Former US national security advisor Berger dead

Washington (AFP) - Former US national security advisor Sandy Berger, who aided president Bill Clinton during the Balkan wars, died Wednesday, according to his colleagues.

Berger, 70, "passed away early this morning, surrounded by his family," after a "courageous battle with cancer," the Albright Stonebridge Group, a consultancy firm he co-founded with former secretary of state Madeleine Albright, said.

President Barack Obama led the tributes to Berger, who was the top national security official at the White House between 1997 and 2001.

"Sandy devoted himself to strengthening American leadership in an uncertain world," Obama said in a statement.

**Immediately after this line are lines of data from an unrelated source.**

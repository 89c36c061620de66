//! Plain objects, dates, regular expressions, errors, and the odd ones out
//! (arguments objects and module namespaces).

use crate::gates::object_tagged;
use crate::tag::{tag_of, Tag};
use core_types::{ObjectKind, Value};

/// Determines whether the value is a plain `Object`.
///
/// Only ordinary objects qualify: arrays, functions and other built-ins
/// carry their own tag.
///
/// # Examples
///
/// ```
/// use type_checks::is_object;
/// use core_types::{ObjectKind, Value};
///
/// assert!(is_object(&Value::object()));
/// assert!(!is_object(&Value::Smi(3)));
/// assert!(!is_object(&Value::from("2")));
/// ```
pub fn is_object(value: &Value) -> bool {
    tag_of(value) == Tag::Object
}

/// `Date`
pub fn is_date(value: &Value) -> bool {
    object_tagged(value, Tag::Date)
}

/// `RegExp`
pub fn is_reg_exp(value: &Value) -> bool {
    object_tagged(value, Tag::RegExp)
}

/// Determines whether the value is a native error.
///
/// Every built-in error type (`TypeError`, `RangeError`, ...) counts, since
/// they all share the `Error` tag.
pub fn is_native_error(value: &Value) -> bool {
    object_tagged(value, Tag::Error)
}

/// The `arguments` object of a function call
pub fn is_arguments_object(value: &Value) -> bool {
    object_tagged(value, Tag::Arguments)
}

/// `import * as ns` namespace objects
pub fn is_module_namespace_object(value: &Value) -> bool {
    object_tagged(value, Tag::Module)
}

/// Determines whether any own enumerable value of `container` is strictly
/// equal to `candidate`, the way a lookup over a string enum object works.
///
/// Array, arguments and typed-array elements count alongside named
/// properties. Primitives have no own values here and always give `false`.
///
/// # Examples
///
/// ```
/// use type_checks::is_enum_value;
/// use core_types::{JsObject, Value};
///
/// let mode = JsObject::ordinary();
/// mode.set("Light", Value::from("light"));
/// mode.set("Dark", Value::from("dark"));
///
/// assert!(is_enum_value(&Value::from(mode.clone()), &Value::from("dark")));
/// assert!(!is_enum_value(&Value::from(mode), &Value::from("Dark")));
/// ```
pub fn is_enum_value(container: &Value, candidate: &Value) -> bool {
    let Value::Object(obj) = container else {
        return false;
    };
    let elements = match &*obj.kind() {
        ObjectKind::Array(elements) | ObjectKind::Arguments(elements) => elements.clone(),
        ObjectKind::TypedArray(kind, view) => view.elements(*kind),
        _ => Vec::new(),
    };
    elements
        .into_iter()
        .chain(obj.own_properties().into_iter().map(|(_, value)| value))
        .any(|value| value.strict_equals(candidate))
}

"Today, his legacy can be seen in a peaceful Balkans, our strong alliance with Japan, our deeper relationships with India and China."

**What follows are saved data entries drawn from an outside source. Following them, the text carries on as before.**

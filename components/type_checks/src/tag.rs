//! Classification tags, the `Object.prototype.toString` view of a value.
//!
//! A tag is computed from the value's primitive type or from the internal
//! kind of the object it references. Own properties (including a
//! user-defined `toString`) never take part, so a tag cannot be forged from
//! script.

use core_types::{FunctionKind, ObjectKind, TypedArrayKind, Value};
use serde::{Deserialize, Serialize};
use std::fmt;
use std::str::FromStr;
use thiserror::Error;

/// The built-in kind of a value, as reported by `Object.prototype.toString`.
///
/// Serializes as its `[object X]` string.
///
/// # Examples
///
/// ```
/// use type_checks::{tag_of, Tag};
/// use core_types::{JsObject, TypedArrayKind, Value};
///
/// assert_eq!(tag_of(&Value::Null), Tag::Null);
/// assert_eq!(tag_of(&Value::from(JsObject::map())).to_string(), "[object Map]");
///
/// let bytes = Value::from(JsObject::typed_array(TypedArrayKind::Uint8, 4).unwrap());
/// assert_eq!(tag_of(&bytes), Tag::TypedArray(TypedArrayKind::Uint8));
/// ```
#[derive(Debug, Clone, PartialEq, Eq, Hash, Serialize, Deserialize)]
#[serde(into = "String", try_from = "String")]
pub enum Tag {
    /// `[object Undefined]`
    Undefined,
    /// `[object Null]`
    Null,
    /// `[object Boolean]`, bare or boxed
    Boolean,
    /// `[object Number]`, bare or boxed
    Number,
    /// `[object String]`, bare or boxed
    String,
    /// `[object Symbol]`, bare or boxed
    Symbol,
    /// `[object BigInt]`, bare or boxed
    BigInt,
    /// `[object Object]`
    Object,
    /// `[object Array]`
    Array,
    /// `[object Arguments]`
    Arguments,
    /// `[object Function]`
    Function,
    /// `[object GeneratorFunction]`
    GeneratorFunction,
    /// `[object AsyncFunction]`
    AsyncFunction,
    /// `[object AsyncGeneratorFunction]`
    AsyncGeneratorFunction,
    /// `[object Error]`, shared by every native error type
    Error,
    /// `[object Date]`
    Date,
    /// `[object RegExp]`
    RegExp,
    /// `[object Map]`
    Map,
    /// `[object Set]`
    Set,
    /// `[object WeakMap]`
    WeakMap,
    /// `[object WeakSet]`
    WeakSet,
    /// `[object Map Iterator]`
    MapIterator,
    /// `[object Set Iterator]`
    SetIterator,
    /// `[object ArrayBuffer]`
    ArrayBuffer,
    /// `[object SharedArrayBuffer]`
    SharedArrayBuffer,
    /// `[object DataView]`
    DataView,
    /// `[object <Kind>Array]`
    TypedArray(TypedArrayKind),
    /// `[object Promise]`
    Promise,
    /// `[object Generator]`
    Generator,
    /// `[object AsyncGenerator]`
    AsyncGenerator,
    /// `[object Module]`
    Module,
    /// Embedder collection, tagged with its class name. [`tag_of`] never
    /// produces an empty or built-in name here.
    Host(String),
}

/// Grouping of tags by the part of the language that defines them.
#[derive(Debug, Clone, Copy, PartialEq, Eq, Hash, Serialize, Deserialize)]
#[serde(rename_all = "snake_case")]
pub enum Category {
    /// `undefined` and `null`
    ValueProperty,
    /// Objects, functions, booleans and symbols
    Fundamental,
    /// Native errors
    Error,
    /// Numbers, BigInts and dates
    NumbersAndDates,
    /// Strings and regular expressions
    TextProcessing,
    /// Arrays and typed arrays
    IndexedCollection,
    /// Maps, sets, their weak forms and iterators
    KeyedCollection,
    /// Raw buffers and DataViews
    StructuredData,
    /// Promises, generators and async functions
    ControlAbstraction,
    /// Arguments, module namespaces and host objects
    Other,
}

/// Error returned when parsing a tag string fails.
#[derive(Debug, Clone, PartialEq, Eq, Error)]
pub enum TagParseError {
    /// Text is not of the form `[object X]`
    #[error("malformed tag {0:?}, expected \"[object <Kind>]\"")]
    Malformed(String),
    /// `[object ]` with nothing inside
    #[error("tag has an empty class name")]
    EmptyClass,
}

impl Tag {
    /// The class name between `[object ` and `]`.
    pub fn class_name(&self) -> &str {
        match self {
            Tag::Undefined => "Undefined",
            Tag::Null => "Null",
            Tag::Boolean => "Boolean",
            Tag::Number => "Number",
            Tag::String => "String",
            Tag::Symbol => "Symbol",
            Tag::BigInt => "BigInt",
            Tag::Object => "Object",
            Tag::Array => "Array",
            Tag::Arguments => "Arguments",
            Tag::Function => "Function",
            Tag::GeneratorFunction => "GeneratorFunction",
            Tag::AsyncFunction => "AsyncFunction",
            Tag::AsyncGeneratorFunction => "AsyncGeneratorFunction",
            Tag::Error => "Error",
            Tag::Date => "Date",
            Tag::RegExp => "RegExp",
            Tag::Map => "Map",
            Tag::Set => "Set",
            Tag::WeakMap => "WeakMap",
            Tag::WeakSet => "WeakSet",
            Tag::MapIterator => "Map Iterator",
            Tag::SetIterator => "Set Iterator",
            Tag::ArrayBuffer => "ArrayBuffer",
            Tag::SharedArrayBuffer => "SharedArrayBuffer",
            Tag::DataView => "DataView",
            Tag::TypedArray(kind) => kind.name(),
            Tag::Promise => "Promise",
            Tag::Generator => "Generator",
            Tag::AsyncGenerator => "AsyncGenerator",
            Tag::Module => "Module",
            Tag::Host(name) => name.as_str(),
        }
    }

    /// The category this tag belongs to.
    pub fn category(&self) -> Category {
        match self {
            Tag::Undefined | Tag::Null => Category::ValueProperty,
            Tag::Object | Tag::Function | Tag::Boolean | Tag::Symbol => Category::Fundamental,
            Tag::Error => Category::Error,
            Tag::Number | Tag::BigInt | Tag::Date => Category::NumbersAndDates,
            Tag::String | Tag::RegExp => Category::TextProcessing,
            Tag::Array | Tag::TypedArray(_) => Category::IndexedCollection,
            Tag::Map
            | Tag::Set
            | Tag::WeakMap
            | Tag::WeakSet
            | Tag::MapIterator
            | Tag::SetIterator => Category::KeyedCollection,
            Tag::ArrayBuffer | Tag::SharedArrayBuffer | Tag::DataView => Category::StructuredData,
            Tag::GeneratorFunction
            | Tag::AsyncFunction
            | Tag::AsyncGeneratorFunction
            | Tag::Promise
            | Tag::Generator
            | Tag::AsyncGenerator => Category::ControlAbstraction,
            Tag::Arguments | Tag::Module | Tag::Host(_) => Category::Other,
        }
    }

    fn from_class_name(name: &str) -> Tag {
        match name {
            "Undefined" => Tag::Undefined,
            "Null" => Tag::Null,
            "Boolean" => Tag::Boolean,
            "Number" => Tag::Number,
            "String" => Tag::String,
            "Symbol" => Tag::Symbol,
            "BigInt" => Tag::BigInt,
            "Object" => Tag::Object,
            "Array" => Tag::Array,
            "Arguments" => Tag::Arguments,
            "Function" => Tag::Function,
            "GeneratorFunction" => Tag::GeneratorFunction,
            "AsyncFunction" => Tag::AsyncFunction,
            "AsyncGeneratorFunction" => Tag::AsyncGeneratorFunction,
            "Error" => Tag::Error,
            "Date" => Tag::Date,
            "RegExp" => Tag::RegExp,
            "Map" => Tag::Map,
            "Set" => Tag::Set,
            "WeakMap" => Tag::WeakMap,
            "WeakSet" => Tag::WeakSet,
            "Map Iterator" => Tag::MapIterator,
            "Set Iterator" => Tag::SetIterator,
            "ArrayBuffer" => Tag::ArrayBuffer,
            "SharedArrayBuffer" => Tag::SharedArrayBuffer,
            "DataView" => Tag::DataView,
            "Promise" => Tag::Promise,
            "Generator" => Tag::Generator,
            "AsyncGenerator" => Tag::AsyncGenerator,
            "Module" => Tag::Module,
            other => match TypedArrayKind::from_name(other) {
                Some(kind) => Tag::TypedArray(kind),
                None => Tag::Host(other.to_string()),
            },
        }
    }
}

impl fmt::Display for Tag {
    fn fmt(&self, f: &mut fmt::Formatter<'_>) -> fmt::Result {
        write!(f, "[object {}]", self.class_name())
    }
}

/// Parses `[object X]`. Unknown class names become [`Tag::Host`].
impl FromStr for Tag {
    type Err = TagParseError;

    fn from_str(s: &str) -> Result<Self, Self::Err> {
        let name = s
            .strip_prefix("[object ")
            .and_then(|rest| rest.strip_suffix(']'))
            .ok_or_else(|| TagParseError::Malformed(s.to_string()))?;
        if name.is_empty() {
            return Err(TagParseError::EmptyClass);
        }
        Ok(Tag::from_class_name(name))
    }
}

impl From<Tag> for String {
    fn from(tag: Tag) -> Self {
        tag.to_string()
    }
}

impl TryFrom<String> for Tag {
    type Error = TagParseError;

    fn try_from(s: String) -> Result<Self, TagParseError> {
        s.parse()
    }
}

/// Compute the classification tag of any value. Never fails.
pub fn tag_of(value: &Value) -> Tag {
    let obj = match value {
        Value::Undefined => return Tag::Undefined,
        Value::Null => return Tag::Null,
        Value::Boolean(_) => return Tag::Boolean,
        Value::Smi(_) | Value::Double(_) => return Tag::Number,
        Value::String(_) => return Tag::String,
        Value::Symbol(_) => return Tag::Symbol,
        Value::BigInt(_) => return Tag::BigInt,
        Value::Object(obj) => obj,
    };
    let kind = obj.kind();
    match &*kind {
        ObjectKind::Ordinary => Tag::Object,
        ObjectKind::Array(_) => Tag::Array,
        ObjectKind::Arguments(_) => Tag::Arguments,
        ObjectKind::Function(FunctionKind::Normal) => Tag::Function,
        ObjectKind::Function(FunctionKind::Generator) => Tag::GeneratorFunction,
        ObjectKind::Function(FunctionKind::Async) => Tag::AsyncFunction,
        ObjectKind::Function(FunctionKind::AsyncGenerator) => Tag::AsyncGeneratorFunction,
        ObjectKind::Error(_) => Tag::Error,
        ObjectKind::Boolean(_) => Tag::Boolean,
        ObjectKind::Number(_) => Tag::Number,
        ObjectKind::String(_) => Tag::String,
        ObjectKind::Symbol(_) => Tag::Symbol,
        ObjectKind::BigInt(_) => Tag::BigInt,
        ObjectKind::Date(_) => Tag::Date,
        ObjectKind::RegExp { .. } => Tag::RegExp,
        ObjectKind::Map(_) => Tag::Map,
        ObjectKind::Set(_) => Tag::Set,
        ObjectKind::WeakMap => Tag::WeakMap,
        ObjectKind::WeakSet => Tag::WeakSet,
        ObjectKind::MapIterator(_) => Tag::MapIterator,
        ObjectKind::SetIterator(_) => Tag::SetIterator,
        ObjectKind::ArrayBuffer(_) => Tag::ArrayBuffer,
        ObjectKind::SharedArrayBuffer(_) => Tag::SharedArrayBuffer,
        ObjectKind::DataView(_) => Tag::DataView,
        ObjectKind::TypedArray(kind, _) => Tag::TypedArray(*kind),
        ObjectKind::Promise(_) => Tag::Promise,
        ObjectKind::Generator => Tag::Generator,
        ObjectKind::AsyncGenerator => Tag::AsyncGenerator,
        ObjectKind::ModuleNamespace => Tag::Module,
        ObjectKind::Host(host) => host_tag(host.class_name()),
    }
}

/// A host class name that is empty or names a built-in would print as a tag
/// it does not have, so it falls back to `Object`.
fn host_tag(name: &str) -> Tag {
    if !name.is_empty() {
        if let Tag::Host(name) = Tag::from_class_name(name) {
            return Tag::Host(name);
        }
    }
    tracing::debug!(class_name = name, "host class name shadows a built-in tag");
    Tag::Object
}

/// `Object.prototype.toString.call(value)`: the tag as `[object X]` text.
///
/// # Examples
///
/// ```
/// use type_checks::object_to_string;
/// use core_types::Value;
///
/// assert_eq!(object_to_string(&Value::Undefined), "[object Undefined]");
/// assert_eq!(object_to_string(&Value::Smi(1)), "[object Number]");
/// assert_eq!(object_to_string(&Value::array(vec![])), "[object Array]");
/// ```
pub fn object_to_string(value: &Value) -> String {
    tag_of(value).to_string()
}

"I've benefited personally from his advice and counsel."

For four years Berger guided Clinton though the NATO bombing campaign in the former Yugoslavia, the Northern Ireland peace process and a host of other security challenges.

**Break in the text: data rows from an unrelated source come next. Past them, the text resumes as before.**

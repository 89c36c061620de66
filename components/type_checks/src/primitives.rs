//! Primitive values and their boxed wrapper objects.

use crate::gates::object_tagged;
use crate::tag::Tag;
use core_types::Value;

/// Determines whether the value is a primitive rather than an object.
///
/// Equivalent to `Object(value) !== value`: boxed primitives are objects
/// and report `false`.
pub fn is_primitive(value: &Value) -> bool {
    !matches!(value, Value::Object(_))
}

/// Determines whether the value is a finite number.
///
/// `NaN` and the infinities are not finite, and numeric strings are not
/// numbers.
///
/// # Examples
///
/// ```
/// use type_checks::is_finite_number;
/// use core_types::Value;
///
/// assert!(is_finite_number(&Value::Smi(3)));
/// assert!(is_finite_number(&Value::Double(3.2)));
/// assert!(!is_finite_number(&Value::from("2")));
/// assert!(!is_finite_number(&Value::Double(f64::NAN)));
/// ```
pub fn is_finite_number(value: &Value) -> bool {
    value.as_number().is_some_and(f64::is_finite)
}

/// `new Boolean(..)`
pub fn is_boolean_object(value: &Value) -> bool {
    object_tagged(value, Tag::Boolean)
}

/// `new String(..)`
pub fn is_string_object(value: &Value) -> bool {
    object_tagged(value, Tag::String)
}

/// `new Number(..)`
pub fn is_number_object(value: &Value) -> bool {
    object_tagged(value, Tag::Number)
}

/// `Object(Symbol(..))`
pub fn is_symbol_object(value: &Value) -> bool {
    object_tagged(value, Tag::Symbol)
}

/// `Object(1n)`
pub fn is_big_int_object(value: &Value) -> bool {
    object_tagged(value, Tag::BigInt)
}

/// Determines whether the value is any of the five boxed primitive wrappers.
///
/// Bare primitives are never boxed.
pub fn is_boxed_primitive(value: &Value) -> bool {
    is_boolean_object(value)
        || is_string_object(value)
        || is_number_object(value)
        || is_symbol_object(value)
        || is_big_int_object(value)
}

"Our country is stronger because of Sandy's deep and abiding commitment to public service, and there are countless people whose lives he changed for the better. I am certainly one of them," said Albright.

Out of office, Berger's reputation was tarnished when it was revealed that he took classified documents related to Clinton's presidency from the National Archives.

But he remained an influential voice in Washington, including recently voicing his support for the nuclear deal with Iran.